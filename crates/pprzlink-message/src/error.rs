use pprzlink_frame::FrameError;

/// Per-message encode/decode failures.
///
/// All of these are scoped to one message: a receiver drops the offending
/// message and keeps processing its stream.
#[derive(Debug, thiserror::Error)]
pub enum CodecError {
    #[error("unknown message class '{0}'")]
    UnknownClass(String),

    #[error("unknown message '{class}.{message}'")]
    UnknownMessage { class: String, message: String },

    #[error("no message with id {msg_id} in class {class_id}")]
    UnknownMessageId { class_id: u8, msg_id: u8 },

    #[error("message '{message}' has no field '{field}'")]
    UnknownField { message: String, field: String },

    #[error("payload of '{message}' truncated at field '{field}' (needs {needed} bytes, {available} left)")]
    TruncatedPayload {
        message: String,
        field: String,
        needed: usize,
        available: usize,
    },

    #[error("message '{message}' expects {expected} values, got {actual}")]
    FieldCountMismatch {
        message: String,
        expected: usize,
        actual: usize,
    },

    #[error("field '{field}' is {expected}, cannot hold {found}")]
    TypeMismatch {
        field: String,
        expected: String,
        found: &'static str,
    },

    #[error("value {value} out of range for field '{field}' ({ty})")]
    ValueOutOfRange {
        field: String,
        value: String,
        ty: String,
    },

    #[error("field '{field}' has no enumerated value '{name}'")]
    UnknownEnumValue { field: String, name: String },

    #[error("field '{field}' expects {expected} elements, got {actual}")]
    ArrayLengthMismatch {
        field: String,
        expected: usize,
        actual: usize,
    },

    #[error("field '{field}' has {len} elements, max {max}")]
    ArrayTooLong { field: String, len: usize, max: usize },

    #[error(transparent)]
    Frame(#[from] FrameError),

    #[error("message JSON: {0}")]
    Json(#[from] serde_json::Error),

    #[error("message JSON: {0}")]
    InvalidJson(String),
}

pub type Result<T> = std::result::Result<T, CodecError>;

/// Text bus line failures. Always recoverable: the caller skips the line.
#[derive(Debug, thiserror::Error)]
pub enum TextError {
    #[error("empty line")]
    Empty,

    #[error("unknown message '{0}'")]
    UnknownMessage(String),

    #[error("malformed line '{0}'")]
    Malformed(String),

    #[error("sender '{0}' is not an aircraft id")]
    InvalidSender(String),

    #[error("field '{field}': cannot parse '{value}'")]
    InvalidValue { field: String, value: String },

    #[error(transparent)]
    Codec(#[from] CodecError),
}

### Required work
Word for word, restate the data above from its first line down to and including the line with "String, message: String".

### Answer space
filename crates/pprzlink-message/src/error.rs
use pprzlink_frame::FrameError;

/// Per-message encode/decode failures.
///
/// All of these are scoped to one message: a receiver drops the offending
/// message and keeps processing its stream.
#[derive(Debug, thiserror::Error)]
pub enum CodecError {
    #[error("unknown message class '{0}'")]
    UnknownClass(String),

    #[error("unknown message '{class}.{message}'")]
    UnknownMessage { class: String, message: String },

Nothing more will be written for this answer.